→ **GIVEN INFORMATION**:
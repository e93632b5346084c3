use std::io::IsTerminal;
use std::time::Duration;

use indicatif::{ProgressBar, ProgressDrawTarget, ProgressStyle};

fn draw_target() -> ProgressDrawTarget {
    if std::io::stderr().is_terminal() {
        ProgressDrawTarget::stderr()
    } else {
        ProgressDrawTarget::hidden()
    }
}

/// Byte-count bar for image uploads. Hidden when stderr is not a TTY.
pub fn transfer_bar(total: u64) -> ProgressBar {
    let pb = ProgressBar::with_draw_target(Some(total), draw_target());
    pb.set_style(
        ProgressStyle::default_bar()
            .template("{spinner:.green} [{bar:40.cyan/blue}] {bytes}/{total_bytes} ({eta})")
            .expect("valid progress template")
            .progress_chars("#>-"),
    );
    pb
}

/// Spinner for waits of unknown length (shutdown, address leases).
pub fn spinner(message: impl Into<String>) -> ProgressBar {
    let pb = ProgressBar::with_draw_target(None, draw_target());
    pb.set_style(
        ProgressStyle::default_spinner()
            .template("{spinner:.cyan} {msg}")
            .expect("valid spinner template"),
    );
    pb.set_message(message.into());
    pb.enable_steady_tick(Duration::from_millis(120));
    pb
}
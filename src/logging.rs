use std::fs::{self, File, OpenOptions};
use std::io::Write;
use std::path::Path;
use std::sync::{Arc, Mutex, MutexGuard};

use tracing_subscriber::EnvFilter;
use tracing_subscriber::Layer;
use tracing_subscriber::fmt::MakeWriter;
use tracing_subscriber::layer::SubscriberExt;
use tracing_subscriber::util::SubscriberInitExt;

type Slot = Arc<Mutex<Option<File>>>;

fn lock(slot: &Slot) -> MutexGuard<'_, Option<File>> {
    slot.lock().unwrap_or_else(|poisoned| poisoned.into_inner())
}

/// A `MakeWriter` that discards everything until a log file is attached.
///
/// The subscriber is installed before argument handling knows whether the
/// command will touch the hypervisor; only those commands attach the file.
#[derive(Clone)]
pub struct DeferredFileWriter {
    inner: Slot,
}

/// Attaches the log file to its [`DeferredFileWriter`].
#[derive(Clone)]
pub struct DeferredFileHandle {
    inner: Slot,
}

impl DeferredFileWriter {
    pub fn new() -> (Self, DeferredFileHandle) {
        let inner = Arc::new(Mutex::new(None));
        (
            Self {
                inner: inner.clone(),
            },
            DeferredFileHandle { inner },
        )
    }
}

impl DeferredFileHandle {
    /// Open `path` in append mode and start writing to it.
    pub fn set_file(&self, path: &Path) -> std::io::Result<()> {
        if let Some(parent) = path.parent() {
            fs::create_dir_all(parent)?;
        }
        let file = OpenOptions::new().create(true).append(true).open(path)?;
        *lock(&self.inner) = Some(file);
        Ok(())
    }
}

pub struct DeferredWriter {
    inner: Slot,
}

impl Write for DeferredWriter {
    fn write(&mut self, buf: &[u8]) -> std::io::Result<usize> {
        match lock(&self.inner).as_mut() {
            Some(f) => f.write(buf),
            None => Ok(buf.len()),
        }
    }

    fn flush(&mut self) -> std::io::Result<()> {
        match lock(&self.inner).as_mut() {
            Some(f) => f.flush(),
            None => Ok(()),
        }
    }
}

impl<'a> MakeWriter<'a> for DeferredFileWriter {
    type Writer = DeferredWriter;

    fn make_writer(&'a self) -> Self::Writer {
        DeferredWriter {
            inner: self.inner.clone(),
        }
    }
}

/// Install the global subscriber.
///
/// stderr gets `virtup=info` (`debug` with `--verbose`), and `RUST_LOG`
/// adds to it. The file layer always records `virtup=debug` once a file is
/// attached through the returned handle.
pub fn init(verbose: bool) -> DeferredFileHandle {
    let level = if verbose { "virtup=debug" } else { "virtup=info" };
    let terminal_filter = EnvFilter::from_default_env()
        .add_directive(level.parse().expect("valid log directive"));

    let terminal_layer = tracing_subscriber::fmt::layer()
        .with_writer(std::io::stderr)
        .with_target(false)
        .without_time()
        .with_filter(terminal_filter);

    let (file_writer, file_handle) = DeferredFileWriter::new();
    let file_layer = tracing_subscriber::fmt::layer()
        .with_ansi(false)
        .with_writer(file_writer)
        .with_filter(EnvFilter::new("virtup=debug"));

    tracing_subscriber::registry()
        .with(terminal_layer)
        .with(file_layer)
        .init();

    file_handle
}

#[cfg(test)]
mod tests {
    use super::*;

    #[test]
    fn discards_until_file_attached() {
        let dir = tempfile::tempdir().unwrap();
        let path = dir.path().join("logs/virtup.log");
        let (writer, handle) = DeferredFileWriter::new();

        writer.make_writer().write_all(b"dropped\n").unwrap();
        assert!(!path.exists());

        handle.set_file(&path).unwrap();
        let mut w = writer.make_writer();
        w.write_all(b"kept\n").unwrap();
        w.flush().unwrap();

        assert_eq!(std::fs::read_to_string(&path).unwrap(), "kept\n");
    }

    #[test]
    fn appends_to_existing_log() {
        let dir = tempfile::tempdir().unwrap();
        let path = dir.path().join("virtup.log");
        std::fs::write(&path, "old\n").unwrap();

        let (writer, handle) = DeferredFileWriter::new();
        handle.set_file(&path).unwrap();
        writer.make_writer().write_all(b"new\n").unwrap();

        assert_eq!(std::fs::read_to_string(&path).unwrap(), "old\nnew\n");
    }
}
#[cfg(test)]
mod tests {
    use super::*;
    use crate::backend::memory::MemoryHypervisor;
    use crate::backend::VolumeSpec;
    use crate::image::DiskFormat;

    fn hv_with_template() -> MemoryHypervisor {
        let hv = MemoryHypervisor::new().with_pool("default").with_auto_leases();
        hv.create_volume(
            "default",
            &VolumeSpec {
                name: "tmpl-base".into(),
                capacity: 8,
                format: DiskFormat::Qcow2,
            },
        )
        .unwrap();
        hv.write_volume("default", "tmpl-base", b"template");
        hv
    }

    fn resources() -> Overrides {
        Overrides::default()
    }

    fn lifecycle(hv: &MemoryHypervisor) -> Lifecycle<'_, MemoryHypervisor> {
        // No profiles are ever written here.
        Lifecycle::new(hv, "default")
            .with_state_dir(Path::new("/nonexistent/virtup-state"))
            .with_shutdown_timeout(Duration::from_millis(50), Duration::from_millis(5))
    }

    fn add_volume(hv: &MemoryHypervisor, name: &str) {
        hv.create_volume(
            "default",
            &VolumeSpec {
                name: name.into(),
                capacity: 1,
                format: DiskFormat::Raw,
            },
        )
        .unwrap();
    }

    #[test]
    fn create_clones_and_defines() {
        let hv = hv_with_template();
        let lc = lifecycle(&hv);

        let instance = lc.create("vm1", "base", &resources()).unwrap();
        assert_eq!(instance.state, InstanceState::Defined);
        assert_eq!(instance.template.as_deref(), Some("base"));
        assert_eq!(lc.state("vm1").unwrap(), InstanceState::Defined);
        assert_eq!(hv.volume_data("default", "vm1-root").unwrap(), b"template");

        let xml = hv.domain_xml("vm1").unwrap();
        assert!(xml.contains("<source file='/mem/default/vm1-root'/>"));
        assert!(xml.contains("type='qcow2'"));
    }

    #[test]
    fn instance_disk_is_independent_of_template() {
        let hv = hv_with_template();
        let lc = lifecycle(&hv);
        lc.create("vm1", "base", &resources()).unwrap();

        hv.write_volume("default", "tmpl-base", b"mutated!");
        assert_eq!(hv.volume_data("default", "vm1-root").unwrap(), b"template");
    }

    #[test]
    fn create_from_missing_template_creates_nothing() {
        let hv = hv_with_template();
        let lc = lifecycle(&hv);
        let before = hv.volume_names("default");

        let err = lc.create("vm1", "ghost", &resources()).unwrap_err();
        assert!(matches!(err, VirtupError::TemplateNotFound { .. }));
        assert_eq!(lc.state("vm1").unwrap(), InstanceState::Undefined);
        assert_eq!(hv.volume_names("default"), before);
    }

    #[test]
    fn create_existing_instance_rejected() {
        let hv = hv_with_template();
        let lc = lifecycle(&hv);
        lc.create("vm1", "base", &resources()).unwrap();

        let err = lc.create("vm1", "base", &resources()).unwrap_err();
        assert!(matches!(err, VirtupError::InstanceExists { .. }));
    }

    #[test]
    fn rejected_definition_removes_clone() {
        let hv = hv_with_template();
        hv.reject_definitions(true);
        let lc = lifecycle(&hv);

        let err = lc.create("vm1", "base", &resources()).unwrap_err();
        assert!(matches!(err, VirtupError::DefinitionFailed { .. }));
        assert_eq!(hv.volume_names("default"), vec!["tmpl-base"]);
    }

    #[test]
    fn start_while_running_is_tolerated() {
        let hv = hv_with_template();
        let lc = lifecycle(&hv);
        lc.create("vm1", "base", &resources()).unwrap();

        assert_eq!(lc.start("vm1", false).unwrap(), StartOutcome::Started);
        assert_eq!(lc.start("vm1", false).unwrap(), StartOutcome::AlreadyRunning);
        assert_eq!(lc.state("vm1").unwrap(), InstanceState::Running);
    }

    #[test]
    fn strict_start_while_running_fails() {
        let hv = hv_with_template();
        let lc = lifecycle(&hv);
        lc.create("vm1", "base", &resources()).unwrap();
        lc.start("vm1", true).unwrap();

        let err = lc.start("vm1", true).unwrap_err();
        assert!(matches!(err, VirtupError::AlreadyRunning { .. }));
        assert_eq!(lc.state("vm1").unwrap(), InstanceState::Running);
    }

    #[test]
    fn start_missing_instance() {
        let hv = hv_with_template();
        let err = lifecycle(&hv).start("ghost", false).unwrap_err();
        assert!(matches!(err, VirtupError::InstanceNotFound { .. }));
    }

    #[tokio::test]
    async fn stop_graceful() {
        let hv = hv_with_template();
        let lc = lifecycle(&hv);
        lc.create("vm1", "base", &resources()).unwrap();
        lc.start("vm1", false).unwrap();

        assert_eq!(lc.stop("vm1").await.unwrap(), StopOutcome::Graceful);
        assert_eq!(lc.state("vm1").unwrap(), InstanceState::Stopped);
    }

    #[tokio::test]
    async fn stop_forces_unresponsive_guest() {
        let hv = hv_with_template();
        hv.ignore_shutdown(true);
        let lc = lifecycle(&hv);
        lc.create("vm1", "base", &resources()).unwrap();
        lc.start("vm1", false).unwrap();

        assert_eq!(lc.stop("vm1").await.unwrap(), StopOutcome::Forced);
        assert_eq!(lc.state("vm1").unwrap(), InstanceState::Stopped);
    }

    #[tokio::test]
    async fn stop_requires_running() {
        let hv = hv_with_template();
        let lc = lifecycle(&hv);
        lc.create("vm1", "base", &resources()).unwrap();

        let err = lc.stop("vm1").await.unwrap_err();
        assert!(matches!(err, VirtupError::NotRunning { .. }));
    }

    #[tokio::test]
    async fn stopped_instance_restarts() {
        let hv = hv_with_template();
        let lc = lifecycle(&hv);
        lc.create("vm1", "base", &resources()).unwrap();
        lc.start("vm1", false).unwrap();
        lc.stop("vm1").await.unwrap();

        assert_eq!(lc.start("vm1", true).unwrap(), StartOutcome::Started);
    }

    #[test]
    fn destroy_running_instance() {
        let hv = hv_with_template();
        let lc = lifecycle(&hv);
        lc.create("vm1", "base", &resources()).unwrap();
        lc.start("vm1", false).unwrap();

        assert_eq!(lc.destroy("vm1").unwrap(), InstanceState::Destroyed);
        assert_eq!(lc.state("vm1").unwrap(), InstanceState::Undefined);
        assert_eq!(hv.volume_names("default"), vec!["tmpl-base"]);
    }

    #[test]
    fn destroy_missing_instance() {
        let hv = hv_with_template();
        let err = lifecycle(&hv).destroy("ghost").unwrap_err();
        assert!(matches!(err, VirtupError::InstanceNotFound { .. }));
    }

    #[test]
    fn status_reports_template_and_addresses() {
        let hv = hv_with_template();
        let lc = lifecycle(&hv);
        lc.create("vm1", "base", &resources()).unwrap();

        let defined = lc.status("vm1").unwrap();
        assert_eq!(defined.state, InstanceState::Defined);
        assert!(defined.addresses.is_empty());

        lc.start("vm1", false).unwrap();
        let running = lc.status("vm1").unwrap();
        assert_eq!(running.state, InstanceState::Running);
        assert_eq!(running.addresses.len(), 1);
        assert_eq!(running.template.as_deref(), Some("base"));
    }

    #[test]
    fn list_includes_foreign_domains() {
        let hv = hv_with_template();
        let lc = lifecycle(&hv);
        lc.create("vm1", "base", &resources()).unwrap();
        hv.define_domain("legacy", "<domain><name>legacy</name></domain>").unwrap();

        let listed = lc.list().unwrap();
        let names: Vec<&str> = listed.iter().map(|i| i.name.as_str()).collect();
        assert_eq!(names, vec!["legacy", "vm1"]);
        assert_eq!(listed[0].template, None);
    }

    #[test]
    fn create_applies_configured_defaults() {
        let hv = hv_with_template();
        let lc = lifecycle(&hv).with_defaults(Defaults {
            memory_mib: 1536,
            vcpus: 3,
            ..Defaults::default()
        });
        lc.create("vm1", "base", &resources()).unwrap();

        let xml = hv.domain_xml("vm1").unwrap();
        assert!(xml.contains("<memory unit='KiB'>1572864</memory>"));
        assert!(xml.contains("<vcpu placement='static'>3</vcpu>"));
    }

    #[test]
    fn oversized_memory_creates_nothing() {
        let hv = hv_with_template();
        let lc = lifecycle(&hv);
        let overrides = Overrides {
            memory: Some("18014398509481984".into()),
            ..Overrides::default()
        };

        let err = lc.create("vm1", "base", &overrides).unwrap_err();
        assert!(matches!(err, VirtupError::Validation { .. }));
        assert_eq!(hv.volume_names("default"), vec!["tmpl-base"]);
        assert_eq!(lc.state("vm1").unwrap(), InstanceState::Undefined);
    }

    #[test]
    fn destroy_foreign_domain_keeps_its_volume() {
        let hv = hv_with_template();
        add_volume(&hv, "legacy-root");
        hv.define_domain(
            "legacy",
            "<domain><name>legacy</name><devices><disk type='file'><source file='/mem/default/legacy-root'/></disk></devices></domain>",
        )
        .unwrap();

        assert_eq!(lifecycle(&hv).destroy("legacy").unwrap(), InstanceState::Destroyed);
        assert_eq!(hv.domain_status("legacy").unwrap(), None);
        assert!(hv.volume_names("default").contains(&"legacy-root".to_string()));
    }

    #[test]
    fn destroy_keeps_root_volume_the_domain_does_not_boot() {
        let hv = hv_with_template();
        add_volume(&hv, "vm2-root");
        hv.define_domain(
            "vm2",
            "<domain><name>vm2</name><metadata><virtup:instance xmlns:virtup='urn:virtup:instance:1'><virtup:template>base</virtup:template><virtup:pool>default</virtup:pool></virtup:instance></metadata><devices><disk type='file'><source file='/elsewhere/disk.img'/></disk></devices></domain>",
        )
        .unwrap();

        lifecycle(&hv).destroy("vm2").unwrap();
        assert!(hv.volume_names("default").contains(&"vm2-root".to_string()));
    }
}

→ **PROBLEM DESCRIPTION**: Please return every line of the material above that includes "lock".

→ **RESPONSE TO THE TASK**:
fn lock(slot: &Slot) -> MutexGuard<'_, Option<File>> {
    slot.lock().unwrap_or_else(|poisoned| poisoned.into_inner())
        *lock(&self.inner) = Some(file);
        match lock(&self.inner).as_mut() {
        match lock(&self.inner).as_mut() {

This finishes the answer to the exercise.